▶ Data extract
* * * * * * * * *
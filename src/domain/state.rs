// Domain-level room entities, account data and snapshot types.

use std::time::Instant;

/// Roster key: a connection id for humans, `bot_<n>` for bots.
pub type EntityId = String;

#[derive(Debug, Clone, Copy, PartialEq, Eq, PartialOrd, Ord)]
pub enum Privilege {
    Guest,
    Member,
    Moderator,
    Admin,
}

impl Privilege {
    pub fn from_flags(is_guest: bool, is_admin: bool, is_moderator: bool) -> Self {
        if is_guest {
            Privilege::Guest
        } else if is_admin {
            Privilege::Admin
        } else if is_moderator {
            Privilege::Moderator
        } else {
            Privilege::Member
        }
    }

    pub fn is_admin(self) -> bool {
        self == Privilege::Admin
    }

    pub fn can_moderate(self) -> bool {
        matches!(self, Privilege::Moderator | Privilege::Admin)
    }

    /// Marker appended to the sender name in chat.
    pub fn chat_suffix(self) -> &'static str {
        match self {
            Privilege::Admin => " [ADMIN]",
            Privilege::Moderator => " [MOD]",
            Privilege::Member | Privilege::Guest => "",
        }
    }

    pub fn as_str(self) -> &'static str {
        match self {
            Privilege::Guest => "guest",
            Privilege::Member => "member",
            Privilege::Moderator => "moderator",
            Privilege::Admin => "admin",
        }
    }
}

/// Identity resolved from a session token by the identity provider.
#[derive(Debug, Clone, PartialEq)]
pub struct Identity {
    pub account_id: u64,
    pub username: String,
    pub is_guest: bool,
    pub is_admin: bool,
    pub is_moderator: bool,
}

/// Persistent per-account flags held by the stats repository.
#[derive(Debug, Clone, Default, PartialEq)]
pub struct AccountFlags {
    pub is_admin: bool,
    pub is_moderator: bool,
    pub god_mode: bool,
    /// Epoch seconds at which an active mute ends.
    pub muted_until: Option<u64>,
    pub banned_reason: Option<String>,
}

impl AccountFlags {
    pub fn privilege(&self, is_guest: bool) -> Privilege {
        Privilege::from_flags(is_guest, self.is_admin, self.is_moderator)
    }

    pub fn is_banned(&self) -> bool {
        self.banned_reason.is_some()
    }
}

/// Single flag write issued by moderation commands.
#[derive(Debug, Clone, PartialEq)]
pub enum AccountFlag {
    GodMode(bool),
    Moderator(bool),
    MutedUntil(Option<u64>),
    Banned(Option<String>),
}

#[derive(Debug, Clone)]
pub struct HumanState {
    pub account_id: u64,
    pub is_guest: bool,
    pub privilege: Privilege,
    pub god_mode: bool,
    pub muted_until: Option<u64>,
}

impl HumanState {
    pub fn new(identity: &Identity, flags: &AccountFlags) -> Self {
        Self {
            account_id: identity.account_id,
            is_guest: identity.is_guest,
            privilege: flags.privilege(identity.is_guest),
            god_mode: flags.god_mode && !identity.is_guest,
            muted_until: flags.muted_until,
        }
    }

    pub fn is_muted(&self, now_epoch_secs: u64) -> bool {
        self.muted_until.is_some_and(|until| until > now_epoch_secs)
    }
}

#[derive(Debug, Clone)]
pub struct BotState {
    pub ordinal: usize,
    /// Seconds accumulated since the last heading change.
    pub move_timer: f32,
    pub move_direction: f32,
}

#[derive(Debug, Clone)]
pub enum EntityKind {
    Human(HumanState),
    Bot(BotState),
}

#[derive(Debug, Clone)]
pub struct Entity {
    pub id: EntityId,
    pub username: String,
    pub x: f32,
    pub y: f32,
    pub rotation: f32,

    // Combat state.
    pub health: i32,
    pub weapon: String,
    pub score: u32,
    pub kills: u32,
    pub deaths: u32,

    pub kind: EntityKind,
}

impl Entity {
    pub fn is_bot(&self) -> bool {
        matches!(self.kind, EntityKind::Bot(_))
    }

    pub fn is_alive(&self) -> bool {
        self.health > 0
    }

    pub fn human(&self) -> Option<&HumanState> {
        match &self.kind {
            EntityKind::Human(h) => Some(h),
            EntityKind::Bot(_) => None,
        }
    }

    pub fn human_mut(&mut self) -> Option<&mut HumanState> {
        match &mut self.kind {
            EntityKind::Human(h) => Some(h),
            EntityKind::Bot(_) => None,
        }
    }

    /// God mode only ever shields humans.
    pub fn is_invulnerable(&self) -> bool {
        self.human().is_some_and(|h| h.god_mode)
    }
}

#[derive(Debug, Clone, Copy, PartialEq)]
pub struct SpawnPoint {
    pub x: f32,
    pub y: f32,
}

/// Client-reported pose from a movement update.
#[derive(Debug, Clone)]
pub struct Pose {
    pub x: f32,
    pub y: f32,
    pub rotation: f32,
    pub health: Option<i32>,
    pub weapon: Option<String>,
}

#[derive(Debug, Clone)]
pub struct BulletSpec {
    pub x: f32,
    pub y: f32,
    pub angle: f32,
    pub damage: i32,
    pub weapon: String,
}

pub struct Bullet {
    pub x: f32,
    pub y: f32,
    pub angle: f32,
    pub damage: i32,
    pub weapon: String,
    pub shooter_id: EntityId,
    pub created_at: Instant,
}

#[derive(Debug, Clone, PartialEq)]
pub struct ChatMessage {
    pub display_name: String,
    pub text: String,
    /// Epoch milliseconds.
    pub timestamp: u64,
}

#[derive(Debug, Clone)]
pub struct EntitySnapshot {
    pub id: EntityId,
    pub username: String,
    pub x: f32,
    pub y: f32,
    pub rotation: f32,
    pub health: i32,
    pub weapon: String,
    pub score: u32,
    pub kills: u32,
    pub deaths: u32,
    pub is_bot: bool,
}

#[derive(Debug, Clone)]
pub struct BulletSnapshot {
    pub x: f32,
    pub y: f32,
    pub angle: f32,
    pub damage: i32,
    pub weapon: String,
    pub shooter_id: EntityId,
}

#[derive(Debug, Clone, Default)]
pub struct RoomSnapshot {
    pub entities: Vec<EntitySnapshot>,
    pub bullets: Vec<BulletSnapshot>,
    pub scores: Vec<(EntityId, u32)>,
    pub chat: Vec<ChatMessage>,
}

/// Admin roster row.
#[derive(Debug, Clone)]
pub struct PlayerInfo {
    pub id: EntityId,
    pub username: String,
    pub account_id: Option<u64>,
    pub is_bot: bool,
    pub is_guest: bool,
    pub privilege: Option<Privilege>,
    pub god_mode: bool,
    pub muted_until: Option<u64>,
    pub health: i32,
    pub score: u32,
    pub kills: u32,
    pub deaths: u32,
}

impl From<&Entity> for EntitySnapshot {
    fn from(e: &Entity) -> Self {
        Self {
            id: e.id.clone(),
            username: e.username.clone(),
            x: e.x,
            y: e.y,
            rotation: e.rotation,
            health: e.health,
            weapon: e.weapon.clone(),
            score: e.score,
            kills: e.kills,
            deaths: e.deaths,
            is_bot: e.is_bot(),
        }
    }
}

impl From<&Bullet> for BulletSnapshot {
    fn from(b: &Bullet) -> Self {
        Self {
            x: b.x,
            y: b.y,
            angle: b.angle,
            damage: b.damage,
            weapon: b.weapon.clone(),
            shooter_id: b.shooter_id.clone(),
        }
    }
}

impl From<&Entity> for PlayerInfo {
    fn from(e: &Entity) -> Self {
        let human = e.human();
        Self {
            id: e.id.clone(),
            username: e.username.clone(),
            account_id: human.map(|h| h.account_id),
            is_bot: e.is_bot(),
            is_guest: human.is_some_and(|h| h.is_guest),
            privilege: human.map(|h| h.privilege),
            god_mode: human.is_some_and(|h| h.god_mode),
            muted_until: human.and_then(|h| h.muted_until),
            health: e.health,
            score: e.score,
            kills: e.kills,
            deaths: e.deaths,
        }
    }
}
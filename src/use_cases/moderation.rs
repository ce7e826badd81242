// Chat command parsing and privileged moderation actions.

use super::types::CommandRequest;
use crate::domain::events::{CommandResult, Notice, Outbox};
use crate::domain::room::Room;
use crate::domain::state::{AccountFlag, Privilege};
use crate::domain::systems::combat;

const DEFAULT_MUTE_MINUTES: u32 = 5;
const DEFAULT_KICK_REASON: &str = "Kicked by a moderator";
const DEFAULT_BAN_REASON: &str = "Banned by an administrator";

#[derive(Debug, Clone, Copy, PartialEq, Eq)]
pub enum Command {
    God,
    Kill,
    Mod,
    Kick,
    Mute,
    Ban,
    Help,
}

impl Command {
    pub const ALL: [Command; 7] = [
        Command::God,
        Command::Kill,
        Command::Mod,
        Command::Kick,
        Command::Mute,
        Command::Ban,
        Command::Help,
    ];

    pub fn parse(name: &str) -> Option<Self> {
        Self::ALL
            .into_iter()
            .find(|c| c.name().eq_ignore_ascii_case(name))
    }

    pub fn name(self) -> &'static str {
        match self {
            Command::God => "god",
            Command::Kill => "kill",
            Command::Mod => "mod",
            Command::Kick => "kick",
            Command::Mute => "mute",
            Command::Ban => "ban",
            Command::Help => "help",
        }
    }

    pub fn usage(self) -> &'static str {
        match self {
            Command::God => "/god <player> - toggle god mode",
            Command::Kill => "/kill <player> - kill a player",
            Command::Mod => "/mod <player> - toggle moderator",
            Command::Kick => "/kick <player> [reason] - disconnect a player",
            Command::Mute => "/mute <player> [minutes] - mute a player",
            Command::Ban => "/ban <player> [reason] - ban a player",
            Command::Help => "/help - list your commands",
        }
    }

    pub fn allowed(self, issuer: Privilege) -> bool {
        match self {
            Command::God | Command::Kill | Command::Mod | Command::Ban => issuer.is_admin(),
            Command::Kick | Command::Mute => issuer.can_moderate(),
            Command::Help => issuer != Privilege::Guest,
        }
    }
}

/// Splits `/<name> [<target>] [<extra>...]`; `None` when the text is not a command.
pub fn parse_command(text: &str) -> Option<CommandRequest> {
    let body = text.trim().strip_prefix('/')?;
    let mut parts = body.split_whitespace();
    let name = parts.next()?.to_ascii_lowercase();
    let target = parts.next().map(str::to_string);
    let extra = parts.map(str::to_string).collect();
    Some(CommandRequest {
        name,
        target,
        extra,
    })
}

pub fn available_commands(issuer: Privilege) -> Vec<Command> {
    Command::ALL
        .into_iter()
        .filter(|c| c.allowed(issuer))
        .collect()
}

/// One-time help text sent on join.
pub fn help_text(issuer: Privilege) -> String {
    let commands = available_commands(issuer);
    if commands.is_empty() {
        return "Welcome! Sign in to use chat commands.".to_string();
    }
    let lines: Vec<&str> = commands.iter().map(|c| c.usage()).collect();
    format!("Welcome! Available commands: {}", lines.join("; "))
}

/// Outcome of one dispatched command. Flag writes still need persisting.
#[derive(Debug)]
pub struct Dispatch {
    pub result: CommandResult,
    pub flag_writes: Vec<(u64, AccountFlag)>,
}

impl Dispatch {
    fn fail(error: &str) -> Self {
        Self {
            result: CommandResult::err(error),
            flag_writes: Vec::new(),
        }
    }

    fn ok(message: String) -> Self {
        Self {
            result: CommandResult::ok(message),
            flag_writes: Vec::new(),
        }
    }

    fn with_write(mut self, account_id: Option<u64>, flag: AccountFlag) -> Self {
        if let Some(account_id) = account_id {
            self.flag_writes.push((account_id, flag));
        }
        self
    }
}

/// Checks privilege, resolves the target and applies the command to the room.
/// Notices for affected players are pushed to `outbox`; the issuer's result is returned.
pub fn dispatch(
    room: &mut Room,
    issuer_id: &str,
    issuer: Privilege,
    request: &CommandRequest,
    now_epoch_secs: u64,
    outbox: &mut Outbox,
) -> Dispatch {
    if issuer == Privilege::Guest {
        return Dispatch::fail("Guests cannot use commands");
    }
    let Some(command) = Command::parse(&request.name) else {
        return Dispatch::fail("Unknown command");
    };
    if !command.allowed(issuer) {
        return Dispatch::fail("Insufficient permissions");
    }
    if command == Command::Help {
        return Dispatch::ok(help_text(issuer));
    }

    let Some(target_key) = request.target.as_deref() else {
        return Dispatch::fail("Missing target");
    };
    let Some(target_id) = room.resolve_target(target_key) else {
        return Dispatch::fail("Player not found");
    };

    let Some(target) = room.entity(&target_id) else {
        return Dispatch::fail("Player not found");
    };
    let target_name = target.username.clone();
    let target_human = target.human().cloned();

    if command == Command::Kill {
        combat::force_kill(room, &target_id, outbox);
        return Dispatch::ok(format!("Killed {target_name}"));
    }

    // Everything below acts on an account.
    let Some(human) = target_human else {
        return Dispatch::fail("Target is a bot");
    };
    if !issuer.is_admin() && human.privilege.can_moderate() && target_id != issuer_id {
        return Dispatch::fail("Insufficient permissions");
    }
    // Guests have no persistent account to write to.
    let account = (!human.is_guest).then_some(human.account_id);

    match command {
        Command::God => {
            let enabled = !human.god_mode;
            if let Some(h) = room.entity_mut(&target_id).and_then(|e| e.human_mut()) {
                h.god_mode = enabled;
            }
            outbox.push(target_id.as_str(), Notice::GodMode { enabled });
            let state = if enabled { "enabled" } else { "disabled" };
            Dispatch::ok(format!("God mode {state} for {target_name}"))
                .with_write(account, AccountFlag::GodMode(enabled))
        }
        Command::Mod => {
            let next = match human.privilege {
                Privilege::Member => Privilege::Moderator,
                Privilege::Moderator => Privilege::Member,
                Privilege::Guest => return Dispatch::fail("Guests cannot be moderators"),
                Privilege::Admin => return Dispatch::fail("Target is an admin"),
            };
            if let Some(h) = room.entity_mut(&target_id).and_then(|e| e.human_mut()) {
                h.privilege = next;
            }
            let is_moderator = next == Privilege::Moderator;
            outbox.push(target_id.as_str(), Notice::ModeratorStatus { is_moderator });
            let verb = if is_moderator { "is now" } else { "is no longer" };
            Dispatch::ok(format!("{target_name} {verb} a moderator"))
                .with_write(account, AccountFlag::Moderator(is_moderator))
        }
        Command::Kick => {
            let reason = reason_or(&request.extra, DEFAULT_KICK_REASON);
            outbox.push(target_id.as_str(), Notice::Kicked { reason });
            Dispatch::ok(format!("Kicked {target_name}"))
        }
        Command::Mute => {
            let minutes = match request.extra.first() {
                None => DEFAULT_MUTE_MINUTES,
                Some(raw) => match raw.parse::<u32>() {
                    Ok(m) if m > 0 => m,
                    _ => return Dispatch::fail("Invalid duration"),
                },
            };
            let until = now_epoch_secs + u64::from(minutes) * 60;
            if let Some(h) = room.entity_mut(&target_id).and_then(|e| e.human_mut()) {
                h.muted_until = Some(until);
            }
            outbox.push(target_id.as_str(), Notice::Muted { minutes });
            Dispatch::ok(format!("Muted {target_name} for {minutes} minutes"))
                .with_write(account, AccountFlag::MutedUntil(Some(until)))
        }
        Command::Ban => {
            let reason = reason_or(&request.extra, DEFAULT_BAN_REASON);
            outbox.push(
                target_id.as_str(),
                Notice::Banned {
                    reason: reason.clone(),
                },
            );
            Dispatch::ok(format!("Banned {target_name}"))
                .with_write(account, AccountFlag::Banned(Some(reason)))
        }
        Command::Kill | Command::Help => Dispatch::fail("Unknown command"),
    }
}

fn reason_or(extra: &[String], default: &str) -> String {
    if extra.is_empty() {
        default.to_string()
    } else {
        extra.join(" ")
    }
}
* * * * * * * * *
▶ What to do
A copy of each line above that holds the word "repository" is the expected answer.

▶ Task solution
/// Persistent per-account flags held by the stats repository.
repository ce7e826badd81242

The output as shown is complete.